Source information below:

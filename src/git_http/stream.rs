//! Subprocess spawning and the streaming bridge between HTTP bodies and the
//! child's stdio.

use std::path::Path;
use std::process::Stdio;
use std::sync::Arc;

use anyhow::{anyhow, bail, Context, Result};
use axum::body::{Body, BodyDataStream};
use bytes::Bytes;
use futures::{stream, StreamExt};
use tokio::io::{AsyncBufReadExt, AsyncWriteExt, BufReader};
use tokio::process::{Child, Command};
use tokio_util::io::ReaderStream;

use super::service::GitService;
use crate::events::Registry;

/// Per-chunk observer of the request body on its way into the child.
pub(crate) type InputTap = Box<dyn FnMut(&[u8]) + Send>;

/// Spawn `git <service> --stateless-rpc [--advertise-refs] <repo>`.
pub(crate) fn spawn_git(service: GitService, repo_path: &Path, advertise: bool) -> Result<Child> {
    let mut cmd = Command::new("git");
    cmd.arg(service.name());
    cmd.arg("--stateless-rpc");
    if advertise {
        cmd.arg("--advertise-refs");
    }
    cmd.arg(repo_path);
    cmd.stdin(Stdio::piped());
    cmd.stdout(Stdio::piped());
    cmd.stderr(Stdio::piped());
    cmd.kill_on_drop(true);
    cmd.spawn()
        .with_context(|| format!("failed to spawn git {}", service.name()))
}

/// Wire a spawned child into the HTTP exchange.
///
/// The optional request stream is copied into the child's stdin chunk by
/// chunk (each chunk passing through `tap` first) and stdin is closed at
/// EOF; stderr drains into the error event. The child's stdout becomes the
/// returned response body, preceded by `prefix` when given.
///
/// The first stdout read happens here, before the response is committed: a
/// child that dies without producing output surfaces as an `Err` (a plain
/// 500) instead of a broken 200 stream. Exits after that point end the body
/// and are reported through the error event.
pub(crate) async fn bridge(
    mut child: Child,
    input: Option<BodyDataStream>,
    tap: Option<InputTap>,
    registry: Arc<Registry>,
    prefix: Option<Bytes>,
) -> Result<Body> {
    let mut stdin = child.stdin.take();
    let stdout = child
        .stdout
        .take()
        .context("git child has no stdout pipe")?;

    match input {
        Some(mut body) => {
            let mut stdin = stdin.take().context("git child has no stdin pipe")?;
            let mut tap = tap;
            let registry = registry.clone();
            tokio::spawn(async move {
                while let Some(next) = body.next().await {
                    let chunk = match next {
                        Ok(chunk) => chunk,
                        Err(err) => {
                            registry.emit_error(&anyhow!("request body failed: {err}"));
                            return;
                        }
                    };
                    if let Some(tap) = tap.as_mut() {
                        tap(&chunk);
                    }
                    if let Err(err) = stdin.write_all(&chunk).await {
                        registry.emit_error(&anyhow!("git stdin write failed: {err}"));
                        return;
                    }
                }
                let _ = stdin.shutdown().await;
            });
        }
        // No request body to forward; close stdin so git sees EOF.
        None => drop(stdin),
    }

    if let Some(stderr) = child.stderr.take() {
        let registry = registry.clone();
        tokio::spawn(async move {
            let mut lines = BufReader::new(stderr).lines();
            while let Ok(Some(line)) = lines.next_line().await {
                tracing::debug!(line = %line, "git stderr");
                registry.emit_error(&anyhow!("git: {line}"));
            }
        });
    }

    let mut stdout = ReaderStream::new(stdout);
    let first = match stdout.next().await {
        Some(Ok(chunk)) => Some(chunk),
        Some(Err(err)) => bail!("failed to read git stdout: {err}"),
        None => None,
    };

    let Some(first) = first else {
        // No output at all: the exit status decides between an empty
        // success body and a pre-header failure.
        let status = child.wait().await.context("failed to wait for git")?;
        if !status.success() {
            bail!("git exited with {status} before producing output");
        }
        return Ok(match prefix {
            Some(prefix) => Body::from(prefix),
            None => Body::empty(),
        });
    };

    // Headers are about to be committed; from here on the child is reaped in
    // the background and late failures go to the error event.
    tokio::spawn(async move {
        match child.wait().await {
            Ok(status) if status.success() => {}
            Ok(status) => registry.emit_error(&anyhow!("git exited with {status}")),
            Err(err) => registry.emit_error(&anyhow!("failed to reap git: {err}")),
        }
    });

    let head = prefix
        .into_iter()
        .chain(std::iter::once(first))
        .map(Ok::<Bytes, std::io::Error>);
    Ok(Body::from_stream(stream::iter(head).chain(stdout)))
}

End of Source information.

◆ What you have to do ◆
Please reproduce each record precisely as written.

◆ Solved exercise ◆
filename src/git_http/stream.rs
//! Subprocess spawning and the streaming bridge between HTTP bodies and the
//! child's stdio.

use std::path::Path;
use std::process::Stdio;
use std::sync::Arc;

use anyhow::{anyhow, bail, Context, Result};
use axum::body::{Body, BodyDataStream};
use bytes::Bytes;
use futures::{stream, StreamExt};
use tokio::io::{AsyncBufReadExt, AsyncWriteExt, BufReader};
use tokio::process::{Child, Command};
use tokio_util::io::ReaderStream;

use super::service::GitService;
use crate::events::Registry;

/// Per-chunk observer of the request body on its way into the child.
pub(crate) type InputTap = Box<dyn FnMut(&[u8]) + Send>;

/// Spawn `git <service> --stateless-rpc [--advertise-refs] <repo>`.
pub(crate) fn spawn_git(service: GitService, repo_path: &Path, advertise: bool) -> Result<Child> {
    let mut cmd = Command::new("git");
    cmd.arg(service.name());
    cmd.arg("--stateless-rpc");
    if advertise {
        cmd.arg("--advertise-refs");
    }
    cmd.arg(repo_path);
    cmd.stdin(Stdio::piped());
    cmd.stdout(Stdio::piped());
    cmd.stderr(Stdio::piped());
    cmd.kill_on_drop(true);
    cmd.spawn()
        .with_context(|| format!("failed to spawn git {}", service.name()))
}

/// Wire a spawned child into the HTTP exchange.
///
/// The optional request stream is copied into the child's stdin chunk by
/// chunk (each chunk passing through `tap` first) and stdin is closed at
/// EOF; stderr drains into the error event. The child's stdout becomes the
/// returned response body, preceded by `prefix` when given.
///
/// The first stdout read happens here, before the response is committed: a
/// child that dies without producing output surfaces as an `Err` (a plain
/// 500) instead of a broken 200 stream. Exits after that point end the body
/// and are reported through the error event.
pub(crate) async fn bridge(
    mut child: Child,
    input: Option<BodyDataStream>,
    tap: Option<InputTap>,
    registry: Arc<Registry>,
    prefix: Option<Bytes>,
) -> Result<Body> {
    let mut stdin = child.stdin.take();
    let stdout = child
        .stdout
        .take()
        .context("git child has no stdout pipe")?;

    match input {
        Some(mut body) => {
            let mut stdin = stdin.take().context("git child has no stdin pipe")?;
            let mut tap = tap;
            let registry = registry.clone();
            tokio::spawn(async move {
                while let Some(next) = body.next().await {
                    let chunk = match next {
                        Ok(chunk) => chunk,
                        Err(err) => {
                            registry.emit_error(&anyhow!("request body failed: {err}"));
                            return;
                        }
                    };
                    if let Some(tap) = tap.as_mut() {
                        tap(&chunk);
                    }
                    if let Err(err) = stdin.write_all(&chunk).await {
                        registry.emit_error(&anyhow!("git stdin write failed: {err}"));
                        return;
                    }
                }
                let _ = stdin.shutdown().await;
            });
        }
        // No request body to forward; close stdin so git sees EOF.
        None => drop(stdin),
    }

    if let Some(stderr) = child.stderr.take() {
        let registry = registry.clone();
        tokio::spawn(async move {
            let mut lines = BufReader::new(stderr).lines();
            while let Ok(Some(line)) = lines.next_line().await {
                tracing::debug!(line = %line, "git stderr");
                registry.emit_error(&anyhow!("git: {line}"));
            }
        });
    }

    let mut stdout = ReaderStream::new(stdout);
    let first = match stdout.next().await {
        Some(Ok(chunk)) => Some(chunk),
        Some(Err(err)) => bail!("failed to read git stdout: {err}"),
        None => None,
    };

    let Some(first) = first else {
        // No output at all: the exit status decides between an empty
        // success body and a pre-header failure.
        let status = child.wait().await.context("failed to wait for git")?;
        if !status.success() {
            bail!("git exited with {status} before producing output");
        }
        return Ok(match prefix {
            Some(prefix) => Body::from(prefix),
            None => Body::empty(),
        });
    };

    // Headers are about to be committed; from here on the child is reaped in
    // the background and late failures go to the error event.
    tokio::spawn(async move {
        match child.wait().await {
            Ok(status) if status.success() => {}
            Ok(status) => registry.emit_error(&anyhow!("git exited with {status}")),
            Err(err) => registry.emit_error(&anyhow!("failed to reap git: {err}")),
        }
    });

    let head = prefix
        .into_iter()
        .chain(std::iter::once(first))
        .map(Ok::<Bytes, std::io::Error>);
    Ok(Body::from_stream(stream::iter(head).chain(stdout)))
}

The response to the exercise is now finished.